MDL/NSSL Collaborations
NSSL and the NWS developed a collaborative partnership
through the addition of a Meteorological
Development Laboratory scientist
located at NSSL. The
role of this scientist is to infuse NSSL’s cutting-edge severe weather
warning applications and decision support system development into NWS warning
operations. The result will be improved NWS warning services for the
public, increased detection accuracy, longer lead-times, and fewer false
alarms for tornadoes, flash floods, and other forms of severe convective
weather.
Level II Database Archive
The Warning Applications group is in charge of maintaining a database archive for the NWS ROC that provides quick and easy access to multiple types of data. The NSSL/ROC data archive includes:
- Two-week archive of NEXRAD Level II radar data.
- OKC Terminal Doppler Weather Radar (TDWR) data for precip events within 150 km of Will Rogers World Airport.
- Certain KOUN Archive Level I events.
- RUC 20 km hourly analyses.
- Surface METAR observations.
- Upper-air observations.
- Other miscellaneous data types
CASA (Collaborative Adaptive Sensing of the Atmosphere)
The CASA project seeks to revolutionize the way we detect, monitor and predict atmospheric phenomena by creating a distributed collaborative adaptive sensor network that sample the atmosphere where and when end user needs are greatest. This system has the potential of having a profound impact on the society in terms of lives, property and the economy. The goal of CASA is to dramatically increase the warning time and forecast accuracy for tornadoes, flash floods, land-falling hurricanes, and other airborne hazards that impact millions of people across the US every day.
WDTB Training Tool Development
NSSL is working in collaboration with the NWS Warning Decision Training Branch (WDTB) to develop a tool (VCPExplorer) to help forecasters visualize the interaction of a radar beam path with the terrain surrounding the radar.

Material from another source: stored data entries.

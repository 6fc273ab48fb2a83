//! Wallgrab engine: listing transport, crawl driver, download fan-out and watermark persistence.
mod config;
mod crawler;
mod download;
mod engine;
mod fetch;
mod filename;
mod listing;
mod persist;
mod summary;
mod types;
mod watermark;

pub use config::{CrawlerConfig, DEFAULT_BASE_URL};
pub use crawler::{CrawlError, Crawler};
pub use download::{DownloadError, DownloadFailure, DownloadReport, Downloader, SavedImage};
pub use engine::{system_clock, Clock, Engine, RunError};
pub use fetch::{FetchSettings, Fetcher, ReqwestFetcher, DEFAULT_USER_AGENT};
pub use filename::image_filename;
pub use listing::{parse_listing, HtmlListingFetcher, ListingError, ListingFetcher, ParsedPage};
pub use persist::{ensure_output_dir, AtomicFileWriter, PersistError};
pub use summary::RunSummary;
pub use types::{FailureKind, FetchError, FetchMetadata, FetchOutput};
pub use watermark::{WatermarkError, WatermarkStore};
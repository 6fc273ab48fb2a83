//! Wallgrab core: tag parsing, entry filtering and the pure pagination state machine.
mod cursor;
mod effect;
mod entry;
mod filter;
mod msg;
mod state;
mod tags;
mod update;
mod whitelist;

pub use cursor::page_url;
pub use effect::{Effect, StopReason};
pub use entry::{Entry, EntryIssue, IssueKind};
pub use filter::{filter_entries, is_accepted_image, SkippedTags, ACCEPTED_IMAGE_EXTENSION};
pub use msg::Msg;
pub use state::{CrawlPhase, CrawlReport, CrawlState, PageIssue};
pub use tags::extract_tags;
pub use update::update;
pub use whitelist::{find_element, Whitelist, DEFAULT_WHITELIST};
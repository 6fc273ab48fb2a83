#![deny(missing_docs)]
//! Shared logging utilities for the wallgrab workspace.
//!
//! This crate provides the `wg_*` logging macros used across the codebase,
//! the process-wide logger setup used by the binary and a minimal test
//! initializer for the global logger.

use std::fs::File;
use std::path::{Path, PathBuf};

use log::LevelFilter;
use simplelog::{
    ColorChoice, CombinedLogger, Config, ConfigBuilder, SharedLogger, TermLogger, TerminalMode,
    WriteLogger,
};

/// Default log file, relative to the working directory.
pub const DEFAULT_LOG_FILE: &str = "./wallgrab.log";

/// Logs a trace-level message using the global logging facade.
#[macro_export]
macro_rules! wg_trace {
    ($($arg:tt)*) => {{
        log::trace!($($arg)*);
    }};
}

/// Logs a debug-level message using the global logging facade.
#[macro_export]
macro_rules! wg_debug {
    ($($arg:tt)*) => {{
        log::debug!($($arg)*);
    }};
}

/// Logs an info-level message using the global logging facade.
#[macro_export]
macro_rules! wg_info {
    ($($arg:tt)*) => {{
        log::info!($($arg)*);
    }};
}

/// Logs a warn-level message using the global logging facade.
#[macro_export]
macro_rules! wg_warn {
    ($($arg:tt)*) => {{
        log::warn!($($arg)*);
    }};
}

/// Logs an error-level message using the global logging facade.
#[macro_export]
macro_rules! wg_error {
    ($($arg:tt)*) => {{
        log::error!($($arg)*);
    }};
}

/// Destination for log output.
#[derive(Debug, Clone, Copy, PartialEq, Eq)]
pub enum LogDestination {
    /// Write to the log file only.
    File,
    /// Write to the terminal only.
    Terminal,
    /// Write to both the log file and the terminal.
    Both,
}

/// Initialize the global logger.
///
/// For `LogDestination::File` or `Both`, the log file is truncated at
/// `log_path`. A failure to create the file degrades to terminal-only
/// output (or no output for `File`) and is reported on stderr.
pub fn initialize(destination: LogDestination, level: LevelFilter, log_path: &Path) {
    let config = build_config();

    let loggers: Vec<Box<dyn SharedLogger>> = match destination {
        LogDestination::File => match create_file_logger(level, config, log_path) {
            Some(file_logger) => vec![file_logger],
            None => return,
        },
        LogDestination::Terminal => {
            vec![TermLogger::new(
                level,
                config,
                TerminalMode::Mixed,
                ColorChoice::Auto,
            )]
        }
        LogDestination::Both => {
            let mut loggers: Vec<Box<dyn SharedLogger>> = vec![TermLogger::new(
                level,
                config.clone(),
                TerminalMode::Mixed,
                ColorChoice::Auto,
            )];
            if let Some(file_logger) = create_file_logger(level, config, log_path) {
                loggers.push(file_logger);
            }
            loggers
        }
    };

    let _ = CombinedLogger::init(loggers);
}

fn build_config() -> Config {
    ConfigBuilder::new()
        .set_time_format_rfc3339()
        .set_target_level(LevelFilter::Error)
        .build()
}

fn create_file_logger(
    level: LevelFilter,
    config: Config,
    log_path: &Path,
) -> Option<Box<WriteLogger<File>>> {
    let log_path = PathBuf::from(log_path);
    match File::create(&log_path) {
        Ok(file) => Some(WriteLogger::new(level, config, file)),
        Err(err) => {
            eprintln!("Warning: Could not create log file at {:?}: {}", log_path, err);
            None
        }
    }
}

/// Initializes a simple terminal logger for use in tests.
///
/// This safely no-ops if another logger has already been initialized.
pub fn initialize_for_tests() {
    // Use debug level in debug builds, info in release builds.
    let level = if cfg!(debug_assertions) {
        LevelFilter::Debug
    } else {
        LevelFilter::Info
    };

    // Ignore the error if a logger was already set by another test.
    let _ = CombinedLogger::init(vec![TermLogger::new(
        level,
        Config::default(),
        TerminalMode::Mixed,
        ColorChoice::Auto,
    )]);
}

New Features of the VCPExplorer: Simulated Precipitation. The VCPExplorer is an instructional tool that aides in the visualization of radar scanning strategies, including radar beam propagation path relative to terrain, and radar algorithm dependence on volume coverage pattern (VCP). The VCPExplorer has been used in the Warning Decision Training Branch's (WDTB) Advanced Warning Operations Course (AWOC) and has been upgraded with several new features to simulate radar sampling issues of precipitation. New features include radar estimated rainfall. The user can modify several parameters including ZR relationship, VCP, and reflectivity profile and compare the radar estimated (based on VCP and terrain-based hybrid scan) rainfall to the "true" (based on radar reflectivity at the Earth's surface) rainfall. Other new features include simulated "bright-banding" and sub-cloud evaporation effects on radar reflectivity.